Spiritual expectations, are basically limits. Dare they be placed on the unlimited?
But not as bad as you think. I actually do have a point, it's not a complete spazz out. My point was that if somebody is going to look for anything, they have to have motivations and expectations, or else you get apathy. So if we're really fated to overlook the truth because of our expectations, there's no hope or reason to bother looking for anything. I wrote what I did because in a cynical frame of mind, it seemed to me it would be a waste of time to bother explaining it all out- since really, I feel like I've said this same exact thing over and over and over until the keys are worn out on my keyboard.

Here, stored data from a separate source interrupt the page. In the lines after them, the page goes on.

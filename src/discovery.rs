//! Explicit registry of the activities this extension exports.
//!
//! The host experiment runner invokes activities by name; this table is the
//! authoritative mapping from activity name to the module that implements
//! it. Registration is explicit rather than discovered by reflection.

/// What a host runner is allowed to do with an activity.
#[derive(Debug, Clone, Copy, PartialEq, Eq)]
pub enum ActivityKind {
    /// Disrupts live resources.
    Action,
    /// Read-only inspection.
    Probe,
}

/// One exported activity.
#[derive(Debug, Clone, Copy)]
pub struct Activity {
    pub name: &'static str,
    pub kind: ActivityKind,
    pub module: &'static str,
}

const fn action(name: &'static str, module: &'static str) -> Activity {
    Activity {
        name,
        kind: ActivityKind::Action,
        module,
    }
}

const fn probe(name: &'static str, module: &'static str) -> Activity {
    Activity {
        name,
        kind: ActivityKind::Probe,
        module,
    }
}

/// Every activity exported by this extension.
pub const ACTIVITIES: &[Activity] = &[
    // compute
    action("stop_instance", "compute::actions"),
    action("stop_random_instance", "compute::actions"),
    action("stop_instances_in_compartment", "compute::actions"),
    action("start_instance_pool", "compute::actions"),
    action("stop_instance_pool", "compute::actions"),
    action("terminate_instance_pool", "compute::actions"),
    action("reset_instance_pool", "compute::actions"),
    action("softreset_instance_pool", "compute::actions"),
    action("start_all_instance_pools_in_compartment", "compute::actions"),
    action("stop_all_instance_pools_in_compartment", "compute::actions"),
    action(
        "terminate_all_instance_pools_in_compartment",
        "compute::actions",
    ),
    action("reset_all_instance_pools_in_compartment", "compute::actions"),
    action(
        "softreset_all_instance_pools_in_compartment",
        "compute::actions",
    ),
    probe("count_instances", "compute::probes"),
    probe("count_instance_pools", "compute::probes"),
    // networking
    action("delete_route_table_by_id", "networking::actions"),
    action("delete_route_table_by_filters", "networking::actions"),
    action("delete_nat_gateway_by_id", "networking::actions"),
    action("delete_nat_gateway_by_filters", "networking::actions"),
    action("delete_internet_gateway_by_id", "networking::actions"),
    action("delete_internet_gateway_by_filters", "networking::actions"),
    action("delete_service_gateway_by_id", "networking::actions"),
    action("delete_service_gateway_by_filters", "networking::actions"),
    probe("count_route_tables", "networking::probes"),
    probe("count_nat_gateways", "networking::probes"),
    probe("count_internet_gateways", "networking::probes"),
    probe("count_service_gateways", "networking::probes"),
    // load balancer
    action("delete_backend_server", "load_balancer::actions"),
    action("delete_backend_set", "load_balancer::actions"),
    action("delete_hostname", "load_balancer::actions"),
    action("delete_listener", "load_balancer::actions"),
    action("delete_load_balancer", "load_balancer::actions"),
    action("delete_path_route_set", "load_balancer::actions"),
    action("delete_routing_policy", "load_balancer::actions"),
    probe("count_load_balancers", "load_balancer::probes"),
    probe("count_backend_sets", "load_balancer::probes"),
    // object storage
    action("delete_bucket", "object_storage::actions"),
    action("delete_buckets_in_compartment", "object_storage::actions"),
    action("delete_object", "object_storage::actions"),
    action("delete_objects_in_compartment", "object_storage::actions"),
    probe("count_buckets", "object_storage::probes"),
    probe("count_objects", "object_storage::probes"),
];

/// Look up an exported activity by name.
pub fn find_activity(name: &str) -> Option<&'static Activity> {
    ACTIVITIES.iter().find(|a| a.name == name)
}

#[cfg(test)]
mod tests {
    use super::*;
    use std::collections::HashSet;

    #[test]
    fn activity_names_are_unique() {
        let names: HashSet<&str> = ACTIVITIES.iter().map(|a| a.name).collect();
        assert_eq!(names.len(), ACTIVITIES.len());
    }

    #[test]
    fn known_activities_are_registered() {
        assert!(matches!(
            find_activity("stop_random_instance").map(|a| a.kind),
            Some(ActivityKind::Action)
        ));
        assert!(matches!(
            find_activity("count_route_tables").map(|a| a.kind),
            Some(ActivityKind::Probe)
        ));
        assert!(find_activity("discover_the_universe").is_none());
    }

    #[test]
    fn probes_never_live_in_action_modules() {
        for activity in ACTIVITIES {
            match activity.kind {
                ActivityKind::Action => assert!(activity.module.ends_with("::actions")),
                ActivityKind::Probe => assert!(activity.module.ends_with("::probes")),
            }
        }
    }
}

I mean really, this is just a repeat of the same old "People who do religion the normal/usual way are wrong because blah blah blah", and my same old response is "Everybody else on earth is making that same 'mistake', we just don't feel the need to point it out for some reason.

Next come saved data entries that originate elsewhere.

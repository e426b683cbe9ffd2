//! Read-only probes over virtual-network resources.

use super::{
    get_internet_gateways, get_nat_gateways, get_route_tables, get_service_gateways,
};
use crate::error::Result;
use crate::oci::OciClient;
use crate::pipeline::{apply_filters, FilterSet};

/// Return the number of route tables in the VCN matching the given filters.
pub async fn count_route_tables(
    client: &OciClient,
    filters: Option<&FilterSet>,
    compartment_id: Option<&str>,
    vcn_id: &str,
) -> Result<usize> {
    let compartment_id = client.compartment(compartment_id)?;
    let route_tables = get_route_tables(client, &compartment_id, vcn_id).await?;
    Ok(apply_filters(route_tables, filters)?.len())
}

/// Return the number of NAT gateways in the VCN matching the given filters.
pub async fn count_nat_gateways(
    client: &OciClient,
    filters: Option<&FilterSet>,
    compartment_id: Option<&str>,
    vcn_id: &str,
) -> Result<usize> {
    let compartment_id = client.compartment(compartment_id)?;
    let gateways = get_nat_gateways(client, &compartment_id, vcn_id).await?;
    Ok(apply_filters(gateways, filters)?.len())
}

/// Return the number of internet gateways in the VCN matching the given
/// filters.
pub async fn count_internet_gateways(
    client: &OciClient,
    filters: Option<&FilterSet>,
    compartment_id: Option<&str>,
    vcn_id: &str,
) -> Result<usize> {
    let compartment_id = client.compartment(compartment_id)?;
    let gateways = get_internet_gateways(client, &compartment_id, vcn_id).await?;
    Ok(apply_filters(gateways, filters)?.len())
}

/// Return the number of service gateways in the VCN matching the given
/// filters.
pub async fn count_service_gateways(
    client: &OciClient,
    filters: Option<&FilterSet>,
    compartment_id: Option<&str>,
    vcn_id: &str,
) -> Result<usize> {
    let compartment_id = client.compartment(compartment_id)?;
    let gateways = get_service_gateways(client, &compartment_id, vcn_id).await?;
    Ok(apply_filters(gateways, filters)?.len())
}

To put it another way, yes- but people looking for God (or people who think they've found Him) aren't the only ones in this situation. Either you think human faculties can get you someplace and you use them, or you don't and you don't.
Right there. I would have been more specific, if I had said, in my words:
“Prejudge” – instead of “Expect”.
But if an explorer went into the jungle, trying to find a unicorn, not paying attenstion to – or remembering anything else, he may just miss out on allot of new understandings about other new interesting sorts of animals, plants, etc. And I am saying, this is also a theological problem.

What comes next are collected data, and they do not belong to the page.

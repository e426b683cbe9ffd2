//! Actions deleting load balancers and their components.
//!
//! Components are addressed by operator-chosen name, so every name segment
//! is percent-encoded before it enters the request path.

use crate::error::Result;
use crate::oci::OciClient;
use serde_json::Value;
use urlencoding::encode;

/// Delete a given backend server from a backend set.
pub async fn delete_backend_server(
    client: &OciClient,
    load_balancer_id: &str,
    backend_set_name: &str,
    backend_name: &str,
) -> Result<Value> {
    let url = client.lb_url(
        &format!(
            "loadBalancers/{}/backendSets/{}/backends/{}",
            load_balancer_id,
            encode(backend_set_name),
            encode(backend_name)
        ),
        &[],
    );
    client.delete(&url).await
}

/// Delete a given backend set.
pub async fn delete_backend_set(
    client: &OciClient,
    load_balancer_id: &str,
    backend_set_name: &str,
) -> Result<Value> {
    let url = client.lb_url(
        &format!(
            "loadBalancers/{}/backendSets/{}",
            load_balancer_id,
            encode(backend_set_name)
        ),
        &[],
    );
    client.delete(&url).await
}

/// Delete a given hostname from a load balancer.
pub async fn delete_hostname(
    client: &OciClient,
    load_balancer_id: &str,
    hostname_name: &str,
) -> Result<Value> {
    let url = client.lb_url(
        &format!(
            "loadBalancers/{}/hostnames/{}",
            load_balancer_id,
            encode(hostname_name)
        ),
        &[],
    );
    client.delete(&url).await
}

/// Delete a given listener from a load balancer.
pub async fn delete_listener(
    client: &OciClient,
    load_balancer_id: &str,
    listener_name: &str,
) -> Result<Value> {
    let url = client.lb_url(
        &format!(
            "loadBalancers/{}/listeners/{}",
            load_balancer_id,
            encode(listener_name)
        ),
        &[],
    );
    client.delete(&url).await
}

/// Delete a given load balancer.
pub async fn delete_load_balancer(client: &OciClient, load_balancer_id: &str) -> Result<Value> {
    let url = client.lb_url(&format!("loadBalancers/{}", load_balancer_id), &[]);
    let response = client.delete(&url).await?;
    tracing::debug!("Load balancer {} deleted", load_balancer_id);
    Ok(response)
}

/// Delete a given path route set.
pub async fn delete_path_route_set(
    client: &OciClient,
    load_balancer_id: &str,
    path_route_set_name: &str,
) -> Result<Value> {
    let url = client.lb_url(
        &format!(
            "loadBalancers/{}/pathRouteSets/{}",
            load_balancer_id,
            encode(path_route_set_name)
        ),
        &[],
    );
    client.delete(&url).await
}

/// Delete a given routing policy.
pub async fn delete_routing_policy(
    client: &OciClient,
    load_balancer_id: &str,
    routing_policy_name: &str,
) -> Result<Value> {
    let url = client.lb_url(
        &format!(
            "loadBalancers/{}/routingPolicies/{}",
            load_balancer_id,
            encode(routing_policy_name)
        ),
        &[],
    );
    client.delete(&url).await
}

Sure, I'll grant that that could be a problem, but you're doing the same thing in your analogy. You've set up an example in which there is a jungle full of animals that the unicorn-seeker is overlooking on his narrow-minded quest. In the case of theology, that might or might not be true- it looks to me like that's a pre-judgement you've brought into the situation. Theological truths could be as barren and singular as the Moon- there's like one kind of rock, one kind of no-atmosphere, and then you've seen all there is to see.*
Now, on the other hand, sure it's true that a person can see Presbyterianism or Shinto as the truth, and therefore ignore or miss anything that doesn't line up with that in advance. And honestly, I don't have a problem with that, as long as the person identifies themselves as a lay-person or follower, and not as a truth-seeking intellectual, and I think that's how it usually pans out. Is Joe Churchpew blind to the truth of anything that contradicts what his pastor tells him? Yeah, probably- as it should be. Is the pastor himself equally blind? I think you'd be surprised- but in any event, I'd agree with you that he[i] shouldn't[/i] be.
*- Not scientifically accurate, probably, but you get my point.